(HealthDay News) — Better screening and lifestyle changes have helped to reduce the prevalence of common cancers in many high-income countries, but low- and middle-income countries are seeing those rates rise as they adopt unhealthy Western habits, according to a report published online December 14 in Cancer Epidemiology, Biomarkers & Prevention.
Using data from an international cancer database, Lindsey Torre, MSPH, and her colleagues from the American Cancer Society collected data on cancer cases and deaths from 2003 to 2007. Specifically, they looked at eight major cancers — breast, prostate, colon, lung, esophageal, stomach, liver, and cervical. Together, these account for 60 percent of cancer cases and deaths in the world, the researchers said.
In 2012, an estimated 14.1 million new cancer cases and 8.2 million cancer deaths occurred worldwide, and the number of cancer cases and deaths are expected to grow rapidly as populations increase, get older, and adopt lifestyles that raise the risk for cancer.
“It’s not surprising that the highest rates of cancer are still in high-income countries,” Torre told HealthDay.

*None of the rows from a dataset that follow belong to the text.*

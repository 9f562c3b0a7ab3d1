//! Canonical JSON preimages for hashing and signing.
//!
//! Every hash on the chain is computed over a canonical rendering of an
//! object: lexicographically ordered keys, no whitespace, UTF-8, no trailing
//! newline. `serde_json`'s default map is a BTreeMap, so serializing a
//! `Map<String, Value>` already yields exactly this form; the helpers here
//! exist so the preimages are built in one place and nowhere else.

use serde_json::{Map, Value};

/// Renders a set of fields as canonical JSON. Keys are sorted by the map
/// itself; the compact serializer emits no whitespace.
pub fn render(fields: Vec<(&str, Value)>) -> String {
    let mut map = Map::new();

    for (key, value) in fields {
        map.insert(key.to_owned(), value);
    }

    serde_json::to_string(&Value::Object(map)).expect("canonical rendering cannot fail")
}

#[cfg(test)]
mod tests {
    use super::*;
    use serde_json::json;

    #[test]
    fn keys_are_sorted_and_compact() {
        let text = render(vec![
            ("versionNo", json!(1)),
            ("sender", json!("ab")),
            ("outCounter", json!(2)),
        ]);

        assert_eq!(text, r#"{"outCounter":2,"sender":"ab","versionNo":1}"#);
    }

    #[test]
    fn rendering_is_deterministic() {
        let a = render(vec![("b", json!("x")), ("a", json!("y"))]);
        let b = render(vec![("a", json!("y")), ("b", json!("x"))]);

        assert_eq!(a, b);
    }
}
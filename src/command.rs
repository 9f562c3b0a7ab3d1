use std::collections::HashMap;
use std::error::Error;

/// One CLI command: a handler, the usage line `help` prints, and a short
/// description. Argument validation lives in the handlers, which pull what
/// they need out of the parsed [Args].
pub struct Command<T> {
    pub handler: Handler<T>,
    pub usage: String,
    pub desc: String,
}

/// The function that executes a command, given the parsed arguments and the
/// state/context object.
pub type Handler<T> = fn(args: &Args, state: Option<T>) -> Result<(), Box<dyn Error>>;

pub type CommandMap<T> = HashMap<String, Command<T>>;

impl<T> Command<T> {
    pub fn new(handler: Handler<T>, usage: &str, desc: &str) -> Self {
        Self {
            handler,
            usage: usage.to_owned(),
            desc: desc.to_owned(),
        }
    }
}

/// A parsed invocation: positional words in order, `--flag` switches, and
/// `--name=value` options.
pub struct Args {
    positional: Vec<String>,
    flags: Vec<String>,
    options: HashMap<String, String>,
}

impl Args {
    pub fn parse(raw: &[String]) -> Self {
        let mut positional: Vec<String> = vec![];
        let mut flags: Vec<String> = vec![];
        let mut options: HashMap<String, String> = HashMap::new();

        for word in raw {
            match word.strip_prefix("--") {
                None => positional.push(word.clone()),
                Some(special) => match special.split_once('=') {
                    Some((name, value)) => {
                        options.insert(name.to_owned(), value.to_owned());
                    }
                    None => flags.push(special.to_owned()),
                },
            };
        }

        Self {
            positional,
            flags,
            options,
        }
    }

    pub fn pos(&self, index: usize) -> Option<&str> {
        self.positional.get(index).map(|s| s.as_str())
    }

    /// The positional word at `index`, or an error naming the missing
    /// argument.
    pub fn require(&self, index: usize, name: &str) -> Result<String, Box<dyn Error>> {
        self.pos(index)
            .map(|s| s.to_owned())
            .ok_or_else(|| format!("Missing argument <{name}>").into())
    }

    /// All positional words from `index` on, joined by spaces. For commands
    /// that take free text, like a script.
    pub fn rest(&self, index: usize) -> Option<String> {
        if index >= self.positional.len() {
            return None;
        }

        Some(self.positional[index..].join(" "))
    }

    pub fn flag(&self, name: &str) -> bool {
        self.flags.iter().any(|f| f == name)
    }

    pub fn option(&self, name: &str) -> Option<&str> {
        self.options.get(name).map(|s| s.as_str())
    }
}

/// Looks up and runs a command. `help` and `help command_name` are built in;
/// a handler error prints the message along with the command's usage line.
pub fn dispatch_command<T>(raw: &[String], map: &CommandMap<T>, state: Option<T>) {
    if raw.is_empty() {
        println!("Missing command. Try 'help'.");
        return;
    }

    let name = &raw[0];

    if name == "help" {
        match raw.get(1) {
            None => help(map),
            Some(cmd_name) => help_command(map, cmd_name),
        };

        return;
    }

    let command = match map.get(name) {
        Some(command) => command,
        None => {
            println!("Unrecognized command: {name}");
            return;
        }
    };

    let args = Args::parse(&raw[1..]);

    if let Err(err) = (command.handler)(&args, state) {
        println!("Error executing {name}: {err}");
        println!("Usage: {}", command.usage);
    }
}

fn help<T>(map: &CommandMap<T>) {
    println!("Supported commands. Do 'help command_name' to see one in detail.\n");

    let mut names: Vec<&String> = map.keys().collect();
    names.sort();

    for name in names {
        let command = &map[name];
        println!("\t{}\n\t\t{}", command.usage, command.desc);
    }
}

fn help_command<T>(map: &CommandMap<T>, name: &str) {
    match map.get(name) {
        None => println!("Unrecognized command: {name}"),
        Some(command) => {
            println!("{}\n", command.desc);
            println!("Usage: {}", command.usage);
        }
    };
}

The highest cancer rates are for colon, lung and breast cancer, which are related to lifestyle factors such as smoking and obesity, she said. “But what’s interesting is that in low- and middle-income countries, we are starting to see rising rates of the same cancers that have been common in high-income countries because of the uptake of Western lifestyles, like smoking and excess body weight.”